Collected data
=== Begin Enclosure ===
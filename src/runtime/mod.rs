//! Runtime system
//!
//! This module contains the event loop, the causality hooks it reports
//! through, and the registry of live operations the domains build from them.

pub mod hooks;
pub mod registry;
pub mod scheduler;
//! Logger module for asyncdomain
//!
//! Go-style simple logging: `[LEVEL] message`
//!
//! # Usage
//!
//! ```rust
//! use asyncdomain::util::logger;
//!
//! logger::init();
//! tracing::info!("Hello, {}", "world");
//! ```

use std::str::FromStr;

use tracing_subscriber::{layer::SubscriberExt, util::SubscriberInitExt, Layer, Registry};

/// Log level
#[derive(Debug, Clone, Copy, PartialEq, Eq)]
pub enum LogLevel {
    Trace,
    Debug,
    Info,
    Warn,
    Error,
}

impl From<LogLevel> for tracing::Level {
    fn from(level: LogLevel) -> Self {
        match level {
            LogLevel::Trace => tracing::Level::TRACE,
            LogLevel::Debug => tracing::Level::DEBUG,
            LogLevel::Info => tracing::Level::INFO,
            LogLevel::Warn => tracing::Level::WARN,
            LogLevel::Error => tracing::Level::ERROR,
        }
    }
}

impl FromStr for LogLevel {
    type Err = String;

    fn from_str(s: &str) -> Result<Self, Self::Err> {
        match s.trim().to_ascii_lowercase().as_str() {
            "trace" => Ok(LogLevel::Trace),
            "debug" => Ok(LogLevel::Debug),
            "info" => Ok(LogLevel::Info),
            "warn" | "warning" => Ok(LogLevel::Warn),
            "error" => Ok(LogLevel::Error),
            _ => Err(s.to_string()),
        }
    }
}

/// Initialize logger with default configuration (INFO level)
pub fn init() {
    init_with_level(LogLevel::Info);
}

/// Initialize logger with custom level (Go style: `[LEVEL] message`)
///
/// Only the first call installs a subscriber; later calls are ignored.
pub fn init_with_level(level: LogLevel) {
    let filter = tracing_subscriber::filter::LevelFilter::from_level(level.into());

    // Go 风格：显示 [LEVEL] 前缀，不显示时间、不显示模块路径、无颜色
    let layer = tracing_subscriber::fmt::layer()
        .without_time()
        .with_target(false)
        .with_level(true)
        .with_ansi(false)
        .compact()
        .with_filter(filter);

    let _ = Registry::default().with(layer).try_init();
}

/// Initialize logger for debug use (DEBUG level)
pub fn init_debug() {
    init_with_level(LogLevel::Debug);
}
impl EventLoop {
    /// Create an event loop with default config.
    #[inline]
    pub fn new() -> Self {
        Self::with_config(LoopConfig::default())
    }

    /// Create an event loop with custom configuration.
    pub fn with_config(config: LoopConfig) -> Self {
        Self {
            inner: Rc::new(LoopInner {
                config,
                ops: RefCell::new(HashMap::new()),
                microtasks: RefCell::new(OpQueue::new()),
                immediates: RefCell::new(OpQueue::new()),
                timers: RefCell::new(TimerQueue::new()),
                woken: WakeQueue::new(),
                now: Cell::new(0),
                running: Cell::new(false),
                stats: Cell::new(LoopStats::default()),
            }),
        }
    }

    /// Get the configuration.
    #[inline]
    pub fn config(&self) -> &LoopConfig {
        &self.inner.config
    }

    /// Current virtual time in milliseconds.
    #[inline]
    pub fn now(&self) -> u64 {
        self.inner.now.get()
    }

    /// Statistics so far.
    #[inline]
    pub fn stats(&self) -> LoopStats {
        self.inner.stats.get()
    }

    /// Number of live operations.
    pub fn pending(&self) -> usize {
        self.inner.ops.borrow().len()
    }

    /// State of a live operation.
    pub fn state(
        &self,
        op: OpId,
    ) -> Option<OpState> {
        self.inner.ops.borrow().get(&op).map(Operation::state)
    }

    /// Whether the loop is inside [`run`](Self::run).
    #[inline]
    pub fn is_running(&self) -> bool {
        self.inner.running.get()
    }

    /// Run `callback` on the next loop turn.
    pub fn set_immediate<F>(
        &self,
        callback: F,
    ) -> OpId
    where
        F: FnOnce() -> anyhow::Result<()> + 'static,
    {
        let op = self.register(Operation::new(
            OpId::next(),
            OpKind::Immediate,
            hooks::execution_async_id(),
            Callback::Once(Box::new(callback)),
        ));
        self.enqueue_immediate(op);
        op
    }

    /// Run `callback` once, `delay_ms` virtual milliseconds from now.
    pub fn set_timeout<F>(
        &self,
        delay_ms: u64,
        callback: F,
    ) -> OpId
    where
        F: FnOnce() -> anyhow::Result<()> + 'static,
    {
        let op = self.register(Operation::new(
            OpId::next(),
            OpKind::Timeout,
            hooks::execution_async_id(),
            Callback::Once(Box::new(callback)),
        ));
        self.arm_timer(op, delay_ms);
        op
    }

    /// Run `callback` every `period_ms` virtual milliseconds until cleared.
    pub fn set_interval<F>(
        &self,
        period_ms: u64,
        callback: F,
    ) -> OpId
    where
        F: FnMut() -> anyhow::Result<()> + 'static,
    {
        let operation = Operation::new(
            OpId::next(),
            OpKind::Interval,
            hooks::execution_async_id(),
            Callback::Repeat(Box::new(callback)),
        )
        .with_period(period_ms);
        let op = self.register(operation);
        self.arm_timer(op, period_ms);
        op
    }

    /// Run `callback` before any other queued work.
    pub fn queue_microtask<F>(
        &self,
        callback: F,
    ) -> OpId
    where
        F: FnOnce() -> anyhow::Result<()> + 'static,
    {
        let op = self.register(Operation::new(
            OpId::next(),
            OpKind::Microtask,
            hooks::execution_async_id(),
            Callback::Once(Box::new(callback)),
        ));
        self.inner.microtasks.borrow_mut().push(op);
        op
    }

    /// Drive `future` to completion on this loop.
    ///
    /// The future is one operation: every poll is one invocation, and an
    /// `Err` output escapes like a failing callback.
    pub fn spawn<F>(
        &self,
        future: F,
    ) -> OpId
    where
        F: Future<Output = anyhow::Result<()>> + 'static,
    {
        let op = self.register(Operation::new(
            OpId::next(),
            OpKind::Task,
            hooks::execution_async_id(),
            Callback::Future(Box::pin(future)),
        ));
        self.enqueue_immediate(op);
        op
    }

    /// Cancel an operation. Returns whether it was live.
    ///
    /// Clearing an operation from inside its own callback takes effect when
    /// the callback returns.
    pub fn clear(
        &self,
        op: OpId,
    ) -> bool {
        let removed = {
            let mut ops = self.inner.ops.borrow_mut();
            match ops.get_mut(&op) {
                None => return false,
                Some(operation) if operation.callback.is_none() => {
                    operation.cleared = true;
                    None
                }
                Some(_) => ops.remove(&op),
            }
        };
        if let Some(operation) = removed {
            self.finish(operation);
        }
        true
    }

    /// Run until no work is left.
    pub fn run(&self) -> Result<LoopStats> {
        if self.inner.running.replace(true) {
            return Err(Error::LoopReentered);
        }
        let _running = RunningGuard(&self.inner.running);

        let mut turns = 0u64;
        while let Some(op) = self.next_runnable() {
            if let Some(max_turns) = self.inner.config.max_turns {
                if turns >= max_turns {
                    warn!("event loop stopped after {} turns", turns);
                    break;
                }
            }
            turns += 1;
            self.invoke(op)?;
        }

        let stats = self.stats();
        debug!(
            "event loop idle: {} created, {} invoked, {} destroyed",
            stats.created, stats.invoked, stats.destroyed
        );
        Ok(stats)
    }

    fn register(
        &self,
        operation: Operation,
    ) -> OpId {
        let (op, kind, trigger) = (operation.id(), operation.kind(), operation.trigger());
        self.inner.ops.borrow_mut().insert(op, operation);
        self.update_stats(|stats| stats.created += 1);
        trace!("{} {} created by {}", kind, op, trigger);
        hooks::emit_init(op, kind, trigger);
        op
    }

    fn enqueue_immediate(
        &self,
        op: OpId,
    ) {
        if let Some(operation) = self.inner.ops.borrow_mut().get_mut(&op) {
            if operation.queued {
                return;
            }
            operation.queued = true;
        }
        self.inner.immediates.borrow_mut().push(op);
    }

    fn arm_timer(
        &self,
        op: OpId,
        delay_ms: u64,
    ) {
        let delay = delay_ms.max(self.inner.config.timer_resolution_ms);
        let deadline = self.now().saturating_add(delay);
        self.inner.timers.borrow_mut().push(op, deadline);
    }

    /// Pick the next live operation to invoke.
    fn next_runnable(&self) -> Option<OpId> {
        loop {
            if !self.inner.woken.is_empty() {
                for op in self.inner.woken.drain() {
                    self.enqueue_immediate(op);
                }
            }

            let picked = self.inner.microtasks.borrow_mut().pop_front();
            let picked = picked.or_else(|| self.inner.timers.borrow_mut().pop_due(self.now()));
            let picked = picked.or_else(|| self.inner.immediates.borrow_mut().pop_front());

            match picked {
                Some(op) if self.inner.ops.borrow().contains_key(&op) => return Some(op),
                // Cleared while queued.
                Some(_) => continue,
                None => {}
            }

            let next_deadline = self.inner.timers.borrow().next_deadline()?;
            trace!("clock advances to {}ms", next_deadline);
            self.inner.now.set(next_deadline.max(self.now()));
        }
    }

    /// Run one invocation of `op`, bracketed by `before`/`after`.
    fn invoke(
        &self,
        op: OpId,
    ) -> Result<()> {
        let (callback, trigger) = {
            let mut ops = self.inner.ops.borrow_mut();
            let Some(operation) = ops.get_mut(&op) else {
                return Ok(());
            };
            operation.queued = false;
            operation.set_state(OpState::Active);
            operation.record_invocation();
            (operation.callback.take(), operation.trigger())
        };
        let Some(callback) = callback else {
            return Ok(());
        };
        self.update_stats(|stats| stats.invoked += 1);

        let window = Window::open(op, trigger);
        let (outcome, disposition) = self.call(op, callback);
        let fatal = outcome.err().and_then(|error| self.escape(error));
        drop(window);

        self.settle(op, disposition);

        match fatal {
            Some(fault) => {
                error!("{} failed with an uncaught error, stopping", op);
                Err(Error::Uncaught(fault))
            }
            None => Ok(()),
        }
    }

    /// Offer a failure to the uncaught handlers. Returns it back if fatal.
    ///
    /// A handler that panics makes the failure fatal.
    fn escape(
        &self,
        error: anyhow::Error,
    ) -> Option<Fault> {
        let fault = Fault::from_error(error);
        let routed = panic::catch_unwind(AssertUnwindSafe(move || process::escape(fault)));
        let fatal = match routed {
            Ok(Ok(())) => None,
            Ok(Err(fault)) => Some(fault),
            Err(payload) => Some(Fault::new(anyhow::anyhow!(
                "error handler panicked: {}",
                panic_message(payload.as_ref())
            ))),
        };
        match fatal {
            None => {
                self.update_stats(|stats| stats.faults_handled += 1);
                None
            }
            Some(fault) => {
                self.update_stats(|stats| stats.faults_fatal += 1);
                Some(fault)
            }
        }
    }

    /// Call the callback, turning panics into failures.
    fn call(
        &self,
        op: OpId,
        callback: Callback,
    ) -> (anyhow::Result<()>, Disposition) {
        let woken = self.inner.woken.clone();
        let result = panic::catch_unwind(AssertUnwindSafe(move || match callback {
            Callback::Once(callback) => (callback(), Disposition::Finished),
            Callback::Repeat(mut callback) => {
                let outcome = callback();
                (outcome, Disposition::Park(Callback::Repeat(callback)))
            }
            Callback::Future(mut future) => {
                let waker = woken.waker(op);
                let mut cx = Context::from_waker(&waker);
                match future.as_mut().poll(&mut cx) {
                    Poll::Ready(outcome) => (outcome, Disposition::Finished),
                    Poll::Pending => (Ok(()), Disposition::Park(Callback::Future(future))),
                }
            }
        }));

        result.unwrap_or_else(|payload| {
            (
                Err(anyhow::anyhow!(
                    "callback panicked: {}",
                    panic_message(payload.as_ref())
                )),
                Disposition::Finished,
            )
        })
    }

    /// Put the operation back for another run, or destroy it.
    fn settle(
        &self,
        op: OpId,
        disposition: Disposition,
    ) {
        let keep = self
            .inner
            .ops
            .borrow()
            .get(&op)
            .is_some_and(|operation| !operation.cleared);

        match disposition {
            Disposition::Park(callback) if keep => {
                let period = self
                    .inner
                    .ops
                    .borrow_mut()
                    .get_mut(&op)
                    .and_then(|operation| {
                        operation.callback = Some(callback);
                        operation.period()
                    });
                if let Some(period) = period {
                    self.arm_timer(op, period);
                }
            }
            other => {
                drop(other);
                let removed = self.inner.ops.borrow_mut().remove(&op);
                if let Some(operation) = removed {
                    self.finish(operation);
                }
            }
        }
    }

    /// Destroy a removed operation.
    fn finish(
        &self,
        mut operation: Operation,
    ) {
        let op = operation.id();
        operation.set_state(OpState::Destroyed);
        // Captures may own domains or wakers; drop them before notifying.
        drop(operation);
        self.update_stats(|stats| stats.destroyed += 1);
        trace!("{} destroyed", op);
        hooks::emit_destroy(op);
    }

    fn update_stats(
        &self,
        f: impl FnOnce(&mut LoopStats),
    ) {
        let mut stats = self.inner.stats.get();
        f(&mut stats);
        self.inner.stats.set(stats);
    }
}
=== End Enclosure ===
EXERCISE DIRECTIONS
Repeat the lines from the first one in the records through the line containing "impl From<LogLevel> for", exactly as written, and nothing else.

YOUR SOLUTION
filename src/runtime/mod.rs
//! Runtime system
//!
//! This module contains the event loop, the causality hooks it reports
//! through, and the registry of live operations the domains build from them.

pub mod hooks;
pub mod registry;
pub mod scheduler;
//! Logger module for asyncdomain
//!
//! Go-style simple logging: `[LEVEL] message`
//!
//! # Usage
//!
//! ```rust
//! use asyncdomain::util::logger;
//!
//! logger::init();
//! tracing::info!("Hello, {}", "world");
//! ```

use std::str::FromStr;

use tracing_subscriber::{layer::SubscriberExt, util::SubscriberInitExt, Layer, Registry};

/// Log level
#[derive(Debug, Clone, Copy, PartialEq, Eq)]
pub enum LogLevel {
    Trace,
    Debug,
    Info,
    Warn,
    Error,
}

impl From<LogLevel> for tracing::Level {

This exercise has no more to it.